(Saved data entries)

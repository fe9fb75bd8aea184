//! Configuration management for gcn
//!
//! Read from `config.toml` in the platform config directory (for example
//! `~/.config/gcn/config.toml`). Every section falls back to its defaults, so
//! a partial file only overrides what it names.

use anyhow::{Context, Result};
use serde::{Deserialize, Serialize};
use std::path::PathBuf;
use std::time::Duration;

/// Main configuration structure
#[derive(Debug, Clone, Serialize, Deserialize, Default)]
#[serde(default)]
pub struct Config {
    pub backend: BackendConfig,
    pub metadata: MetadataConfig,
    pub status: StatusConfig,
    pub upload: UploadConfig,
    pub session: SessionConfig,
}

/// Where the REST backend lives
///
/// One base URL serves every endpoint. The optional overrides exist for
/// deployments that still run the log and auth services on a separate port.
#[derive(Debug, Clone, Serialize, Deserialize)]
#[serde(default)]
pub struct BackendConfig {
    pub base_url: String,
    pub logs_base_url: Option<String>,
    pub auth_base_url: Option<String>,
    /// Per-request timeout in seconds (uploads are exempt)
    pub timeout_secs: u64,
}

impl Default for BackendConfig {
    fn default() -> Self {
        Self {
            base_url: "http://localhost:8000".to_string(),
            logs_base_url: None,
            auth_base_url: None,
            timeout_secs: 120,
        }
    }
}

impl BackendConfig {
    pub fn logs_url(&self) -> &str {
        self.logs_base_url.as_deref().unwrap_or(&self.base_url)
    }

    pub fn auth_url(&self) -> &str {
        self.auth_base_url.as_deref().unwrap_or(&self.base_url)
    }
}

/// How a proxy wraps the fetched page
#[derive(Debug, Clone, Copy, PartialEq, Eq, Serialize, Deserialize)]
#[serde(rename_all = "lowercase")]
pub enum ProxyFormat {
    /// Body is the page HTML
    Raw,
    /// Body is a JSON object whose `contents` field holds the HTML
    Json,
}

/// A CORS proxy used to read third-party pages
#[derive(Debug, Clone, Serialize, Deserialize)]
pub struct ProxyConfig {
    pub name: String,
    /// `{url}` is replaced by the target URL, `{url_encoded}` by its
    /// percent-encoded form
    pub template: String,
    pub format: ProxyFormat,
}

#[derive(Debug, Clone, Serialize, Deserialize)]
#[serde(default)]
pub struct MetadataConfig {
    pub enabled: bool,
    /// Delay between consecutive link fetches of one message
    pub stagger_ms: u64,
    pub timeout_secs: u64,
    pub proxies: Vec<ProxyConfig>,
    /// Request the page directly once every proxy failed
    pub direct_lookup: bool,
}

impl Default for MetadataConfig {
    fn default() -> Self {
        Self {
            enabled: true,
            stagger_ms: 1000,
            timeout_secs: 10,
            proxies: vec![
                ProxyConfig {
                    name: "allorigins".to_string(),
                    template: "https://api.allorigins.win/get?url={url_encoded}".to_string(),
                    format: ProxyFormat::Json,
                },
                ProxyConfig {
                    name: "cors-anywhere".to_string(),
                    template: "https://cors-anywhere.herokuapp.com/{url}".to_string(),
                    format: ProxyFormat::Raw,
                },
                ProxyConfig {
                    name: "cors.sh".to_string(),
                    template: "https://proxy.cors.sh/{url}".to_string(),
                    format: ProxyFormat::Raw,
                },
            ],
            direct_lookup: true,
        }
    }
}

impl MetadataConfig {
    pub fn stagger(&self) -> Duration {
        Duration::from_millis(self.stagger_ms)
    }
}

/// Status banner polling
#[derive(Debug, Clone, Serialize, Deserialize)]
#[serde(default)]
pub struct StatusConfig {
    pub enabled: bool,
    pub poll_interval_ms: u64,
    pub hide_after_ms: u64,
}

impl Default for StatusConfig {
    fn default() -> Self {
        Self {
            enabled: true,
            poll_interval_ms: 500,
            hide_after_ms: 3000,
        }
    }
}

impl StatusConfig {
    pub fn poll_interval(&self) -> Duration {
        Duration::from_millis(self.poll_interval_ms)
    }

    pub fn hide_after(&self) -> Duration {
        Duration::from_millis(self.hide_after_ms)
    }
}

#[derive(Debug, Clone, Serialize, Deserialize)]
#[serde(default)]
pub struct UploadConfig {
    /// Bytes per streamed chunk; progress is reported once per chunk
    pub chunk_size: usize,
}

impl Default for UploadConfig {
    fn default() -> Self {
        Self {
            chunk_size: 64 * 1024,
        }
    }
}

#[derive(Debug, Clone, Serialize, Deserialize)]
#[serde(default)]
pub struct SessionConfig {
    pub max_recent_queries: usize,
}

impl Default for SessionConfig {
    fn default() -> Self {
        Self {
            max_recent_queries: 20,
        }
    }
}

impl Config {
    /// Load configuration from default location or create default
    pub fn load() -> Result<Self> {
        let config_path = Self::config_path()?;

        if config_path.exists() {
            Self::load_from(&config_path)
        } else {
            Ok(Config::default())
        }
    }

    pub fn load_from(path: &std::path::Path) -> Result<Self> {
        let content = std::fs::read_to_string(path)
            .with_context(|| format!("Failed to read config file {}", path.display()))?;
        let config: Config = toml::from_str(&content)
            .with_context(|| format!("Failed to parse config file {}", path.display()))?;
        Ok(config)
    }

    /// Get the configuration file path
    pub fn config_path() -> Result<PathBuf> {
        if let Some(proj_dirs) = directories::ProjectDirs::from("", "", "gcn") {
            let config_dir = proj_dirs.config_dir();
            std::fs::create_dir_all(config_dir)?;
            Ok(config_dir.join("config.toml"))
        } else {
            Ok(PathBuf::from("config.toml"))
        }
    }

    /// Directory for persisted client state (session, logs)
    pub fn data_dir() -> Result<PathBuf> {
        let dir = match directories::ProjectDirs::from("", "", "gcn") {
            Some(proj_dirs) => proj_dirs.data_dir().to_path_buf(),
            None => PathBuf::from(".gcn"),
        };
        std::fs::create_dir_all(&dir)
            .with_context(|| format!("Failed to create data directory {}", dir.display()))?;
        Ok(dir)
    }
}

_Task prompt_. Every entry must be repeated exactly; none may be skipped.

_Worked solution_.
repository fe9fb75bd8aea184
//! Configuration management for gcn
//!
//! Read from `config.toml` in the platform config directory (for example
//! `~/.config/gcn/config.toml`). Every section falls back to its defaults, so
//! a partial file only overrides what it names.

use anyhow::{Context, Result};
use serde::{Deserialize, Serialize};
use std::path::PathBuf;
use std::time::Duration;

/// Main configuration structure
#[derive(Debug, Clone, Serialize, Deserialize, Default)]
#[serde(default)]
pub struct Config {
    pub backend: BackendConfig,
    pub metadata: MetadataConfig,
    pub status: StatusConfig,
    pub upload: UploadConfig,
    pub session: SessionConfig,
}

/// Where the REST backend lives
///
/// One base URL serves every endpoint. The optional overrides exist for
/// deployments that still run the log and auth services on a separate port.
#[derive(Debug, Clone, Serialize, Deserialize)]
#[serde(default)]
pub struct BackendConfig {
    pub base_url: String,
    pub logs_base_url: Option<String>,
    pub auth_base_url: Option<String>,
    /// Per-request timeout in seconds (uploads are exempt)
    pub timeout_secs: u64,
}

impl Default for BackendConfig {
    fn default() -> Self {
        Self {
            base_url: "http://localhost:8000".to_string(),
            logs_base_url: None,
            auth_base_url: None,
            timeout_secs: 120,
        }
    }
}

impl BackendConfig {
    pub fn logs_url(&self) -> &str {
        self.logs_base_url.as_deref().unwrap_or(&self.base_url)
    }

    pub fn auth_url(&self) -> &str {
        self.auth_base_url.as_deref().unwrap_or(&self.base_url)
    }
}

/// How a proxy wraps the fetched page
#[derive(Debug, Clone, Copy, PartialEq, Eq, Serialize, Deserialize)]
#[serde(rename_all = "lowercase")]
pub enum ProxyFormat {
    /// Body is the page HTML
    Raw,
    /// Body is a JSON object whose `contents` field holds the HTML
    Json,
}

/// A CORS proxy used to read third-party pages
#[derive(Debug, Clone, Serialize, Deserialize)]
pub struct ProxyConfig {
    pub name: String,
    /// `{url}` is replaced by the target URL, `{url_encoded}` by its
    /// percent-encoded form
    pub template: String,
    pub format: ProxyFormat,
}

#[derive(Debug, Clone, Serialize, Deserialize)]
#[serde(default)]
pub struct MetadataConfig {
    pub enabled: bool,
    /// Delay between consecutive link fetches of one message
    pub stagger_ms: u64,
    pub timeout_secs: u64,
    pub proxies: Vec<ProxyConfig>,
    /// Request the page directly once every proxy failed
    pub direct_lookup: bool,
}

impl Default for MetadataConfig {
    fn default() -> Self {
        Self {
            enabled: true,
            stagger_ms: 1000,
            timeout_secs: 10,
            proxies: vec![
                ProxyConfig {
                    name: "allorigins".to_string(),
                    template: "https://api.allorigins.win/get?url={url_encoded}".to_string(),
                    format: ProxyFormat::Json,
                },
                ProxyConfig {
                    name: "cors-anywhere".to_string(),
                    template: "https://cors-anywhere.herokuapp.com/{url}".to_string(),
                    format: ProxyFormat::Raw,
                },
                ProxyConfig {
                    name: "cors.sh".to_string(),
                    template: "https://proxy.cors.sh/{url}".to_string(),
                    format: ProxyFormat::Raw,
                },
            ],
            direct_lookup: true,
        }
    }
}

impl MetadataConfig {
    pub fn stagger(&self) -> Duration {
        Duration::from_millis(self.stagger_ms)
    }
}

/// Status banner polling
#[derive(Debug, Clone, Serialize, Deserialize)]
#[serde(default)]
pub struct StatusConfig {
    pub enabled: bool,
    pub poll_interval_ms: u64,
    pub hide_after_ms: u64,
}

impl Default for StatusConfig {
    fn default() -> Self {
        Self {
            enabled: true,
            poll_interval_ms: 500,
            hide_after_ms: 3000,
        }
    }
}

impl StatusConfig {
    pub fn poll_interval(&self) -> Duration {
        Duration::from_millis(self.poll_interval_ms)
    }

    pub fn hide_after(&self) -> Duration {
        Duration::from_millis(self.hide_after_ms)
    }
}

#[derive(Debug, Clone, Serialize, Deserialize)]
#[serde(default)]
pub struct UploadConfig {
    /// Bytes per streamed chunk; progress is reported once per chunk
    pub chunk_size: usize,
}

impl Default for UploadConfig {
    fn default() -> Self {
        Self {
            chunk_size: 64 * 1024,
        }
    }
}

#[derive(Debug, Clone, Serialize, Deserialize)]
#[serde(default)]
pub struct SessionConfig {
    pub max_recent_queries: usize,
}

impl Default for SessionConfig {
    fn default() -> Self {
        Self {
            max_recent_queries: 20,
        }
    }
}

impl Config {
    /// Load configuration from default location or create default
    pub fn load() -> Result<Self> {
        let config_path = Self::config_path()?;

        if config_path.exists() {
            Self::load_from(&config_path)
        } else {
            Ok(Config::default())
        }
    }

    pub fn load_from(path: &std::path::Path) -> Result<Self> {
        let content = std::fs::read_to_string(path)
            .with_context(|| format!("Failed to read config file {}", path.display()))?;
        let config: Config = toml::from_str(&content)
            .with_context(|| format!("Failed to parse config file {}", path.display()))?;
        Ok(config)
    }

    /// Get the configuration file path
    pub fn config_path() -> Result<PathBuf> {
        if let Some(proj_dirs) = directories::ProjectDirs::from("", "", "gcn") {
            let config_dir = proj_dirs.config_dir();
            std::fs::create_dir_all(config_dir)?;
            Ok(config_dir.join("config.toml"))
        } else {
            Ok(PathBuf::from("config.toml"))
        }
    }

    /// Directory for persisted client state (session, logs)
    pub fn data_dir() -> Result<PathBuf> {
        let dir = match directories::ProjectDirs::from("", "", "gcn") {
            Some(proj_dirs) => proj_dirs.data_dir().to_path_buf(),
            None => PathBuf::from(".gcn"),
        };
        std::fs::create_dir_all(&dir)
            .with_context(|| format!("Failed to create data directory {}", dir.display()))?;
        Ok(dir)
    }
}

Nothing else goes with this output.